━━ Study material ━━

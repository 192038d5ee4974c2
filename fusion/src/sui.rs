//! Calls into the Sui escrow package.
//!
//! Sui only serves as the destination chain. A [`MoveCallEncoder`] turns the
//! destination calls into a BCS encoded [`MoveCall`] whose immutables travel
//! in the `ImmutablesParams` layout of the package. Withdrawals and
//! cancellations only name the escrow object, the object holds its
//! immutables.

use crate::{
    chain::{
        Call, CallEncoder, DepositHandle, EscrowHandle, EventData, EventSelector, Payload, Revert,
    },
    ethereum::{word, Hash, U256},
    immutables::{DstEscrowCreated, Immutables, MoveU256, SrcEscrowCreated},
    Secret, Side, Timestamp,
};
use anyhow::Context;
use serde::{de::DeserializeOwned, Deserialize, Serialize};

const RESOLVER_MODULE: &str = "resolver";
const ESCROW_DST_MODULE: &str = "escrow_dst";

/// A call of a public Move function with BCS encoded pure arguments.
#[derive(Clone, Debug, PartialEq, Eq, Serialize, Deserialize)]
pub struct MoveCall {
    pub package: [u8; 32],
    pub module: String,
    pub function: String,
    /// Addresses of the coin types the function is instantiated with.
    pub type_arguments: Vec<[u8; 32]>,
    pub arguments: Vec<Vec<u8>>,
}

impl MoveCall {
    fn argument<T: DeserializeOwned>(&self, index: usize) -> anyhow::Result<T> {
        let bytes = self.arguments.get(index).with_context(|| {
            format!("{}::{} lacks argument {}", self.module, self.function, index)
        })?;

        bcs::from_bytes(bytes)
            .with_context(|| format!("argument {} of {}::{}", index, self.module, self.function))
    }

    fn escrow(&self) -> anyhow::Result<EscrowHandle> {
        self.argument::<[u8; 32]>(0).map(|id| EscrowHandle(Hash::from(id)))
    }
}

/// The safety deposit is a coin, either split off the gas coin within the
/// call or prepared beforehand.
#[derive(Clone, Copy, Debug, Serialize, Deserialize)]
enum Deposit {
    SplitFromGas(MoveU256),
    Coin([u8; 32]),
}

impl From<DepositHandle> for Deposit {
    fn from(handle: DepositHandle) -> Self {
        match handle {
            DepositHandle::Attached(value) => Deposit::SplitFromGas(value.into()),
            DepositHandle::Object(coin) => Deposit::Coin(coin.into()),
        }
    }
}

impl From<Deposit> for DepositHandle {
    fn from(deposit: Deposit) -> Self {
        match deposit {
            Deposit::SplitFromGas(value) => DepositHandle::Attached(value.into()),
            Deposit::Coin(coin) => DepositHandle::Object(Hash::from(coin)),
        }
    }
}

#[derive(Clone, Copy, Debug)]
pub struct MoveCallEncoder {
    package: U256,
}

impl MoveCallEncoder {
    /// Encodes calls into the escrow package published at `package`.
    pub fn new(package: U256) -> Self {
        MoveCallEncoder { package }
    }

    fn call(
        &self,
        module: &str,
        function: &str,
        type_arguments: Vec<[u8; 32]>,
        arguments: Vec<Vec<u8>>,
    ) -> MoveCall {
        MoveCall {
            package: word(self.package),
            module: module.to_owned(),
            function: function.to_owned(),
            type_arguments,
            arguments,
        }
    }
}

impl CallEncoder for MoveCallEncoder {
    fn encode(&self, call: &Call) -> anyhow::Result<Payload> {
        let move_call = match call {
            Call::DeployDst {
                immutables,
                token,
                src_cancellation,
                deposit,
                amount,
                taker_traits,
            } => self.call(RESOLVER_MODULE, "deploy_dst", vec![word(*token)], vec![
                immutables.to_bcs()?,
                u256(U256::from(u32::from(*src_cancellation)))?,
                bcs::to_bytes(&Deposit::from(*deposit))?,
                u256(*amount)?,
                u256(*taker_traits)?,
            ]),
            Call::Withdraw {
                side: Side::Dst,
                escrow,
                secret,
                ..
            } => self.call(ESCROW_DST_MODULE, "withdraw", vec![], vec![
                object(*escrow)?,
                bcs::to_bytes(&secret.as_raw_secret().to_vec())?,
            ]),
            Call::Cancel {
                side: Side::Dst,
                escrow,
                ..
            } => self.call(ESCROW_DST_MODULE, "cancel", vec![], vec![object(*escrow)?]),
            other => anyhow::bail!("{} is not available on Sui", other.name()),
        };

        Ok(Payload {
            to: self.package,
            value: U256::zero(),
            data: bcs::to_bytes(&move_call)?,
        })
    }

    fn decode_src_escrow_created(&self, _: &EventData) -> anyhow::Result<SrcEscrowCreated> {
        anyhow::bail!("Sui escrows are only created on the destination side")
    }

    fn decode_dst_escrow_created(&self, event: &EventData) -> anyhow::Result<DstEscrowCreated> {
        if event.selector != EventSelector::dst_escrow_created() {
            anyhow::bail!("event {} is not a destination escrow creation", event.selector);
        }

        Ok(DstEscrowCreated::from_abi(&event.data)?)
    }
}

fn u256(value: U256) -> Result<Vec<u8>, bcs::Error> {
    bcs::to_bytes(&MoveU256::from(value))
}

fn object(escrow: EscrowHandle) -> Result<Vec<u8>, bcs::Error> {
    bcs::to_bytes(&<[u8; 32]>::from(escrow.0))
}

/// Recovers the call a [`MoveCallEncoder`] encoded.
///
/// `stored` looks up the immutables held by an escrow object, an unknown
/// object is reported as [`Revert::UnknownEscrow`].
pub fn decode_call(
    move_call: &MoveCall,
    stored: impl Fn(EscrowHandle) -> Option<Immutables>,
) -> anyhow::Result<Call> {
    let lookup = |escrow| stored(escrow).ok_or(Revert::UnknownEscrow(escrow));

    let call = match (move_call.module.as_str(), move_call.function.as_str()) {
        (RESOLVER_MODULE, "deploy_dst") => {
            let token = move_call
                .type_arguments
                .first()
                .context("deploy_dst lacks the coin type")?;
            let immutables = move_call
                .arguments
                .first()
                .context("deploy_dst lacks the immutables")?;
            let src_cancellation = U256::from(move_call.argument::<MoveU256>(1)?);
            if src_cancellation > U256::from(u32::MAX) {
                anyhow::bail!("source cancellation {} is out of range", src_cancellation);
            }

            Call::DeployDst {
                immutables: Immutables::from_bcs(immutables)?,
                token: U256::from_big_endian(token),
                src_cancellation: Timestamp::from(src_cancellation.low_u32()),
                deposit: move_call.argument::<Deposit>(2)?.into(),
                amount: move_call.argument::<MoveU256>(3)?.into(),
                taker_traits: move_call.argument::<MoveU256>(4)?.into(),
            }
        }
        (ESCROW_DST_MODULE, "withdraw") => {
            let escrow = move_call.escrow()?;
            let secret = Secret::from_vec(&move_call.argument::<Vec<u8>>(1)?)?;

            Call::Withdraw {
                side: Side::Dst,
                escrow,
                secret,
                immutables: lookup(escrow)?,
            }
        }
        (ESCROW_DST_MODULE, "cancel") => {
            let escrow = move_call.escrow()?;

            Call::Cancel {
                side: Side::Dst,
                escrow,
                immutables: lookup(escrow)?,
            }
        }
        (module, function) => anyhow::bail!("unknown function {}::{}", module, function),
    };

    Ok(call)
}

━━━
━━ Study material ━━

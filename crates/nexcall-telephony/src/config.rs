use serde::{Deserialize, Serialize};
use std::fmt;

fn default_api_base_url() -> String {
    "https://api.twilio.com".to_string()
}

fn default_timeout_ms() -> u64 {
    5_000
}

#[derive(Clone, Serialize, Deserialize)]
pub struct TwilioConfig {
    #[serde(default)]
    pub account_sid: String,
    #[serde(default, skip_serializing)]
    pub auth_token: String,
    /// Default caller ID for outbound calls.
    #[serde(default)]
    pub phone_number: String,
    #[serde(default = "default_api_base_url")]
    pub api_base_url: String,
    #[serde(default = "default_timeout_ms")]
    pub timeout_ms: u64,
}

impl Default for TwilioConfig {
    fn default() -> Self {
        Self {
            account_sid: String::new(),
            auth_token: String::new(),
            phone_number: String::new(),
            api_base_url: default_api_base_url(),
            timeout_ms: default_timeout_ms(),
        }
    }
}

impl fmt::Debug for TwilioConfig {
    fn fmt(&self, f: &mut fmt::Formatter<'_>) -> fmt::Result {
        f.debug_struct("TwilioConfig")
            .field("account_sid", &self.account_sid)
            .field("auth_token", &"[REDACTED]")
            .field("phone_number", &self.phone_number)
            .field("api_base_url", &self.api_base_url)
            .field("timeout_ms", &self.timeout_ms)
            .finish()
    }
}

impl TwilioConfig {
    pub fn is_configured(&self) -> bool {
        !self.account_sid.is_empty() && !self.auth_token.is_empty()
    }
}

━━━

What to work on:
Across the records above, in how many lines does the string "EscrowHandle" appear? Reply with the figure alone.

Worked solution:
5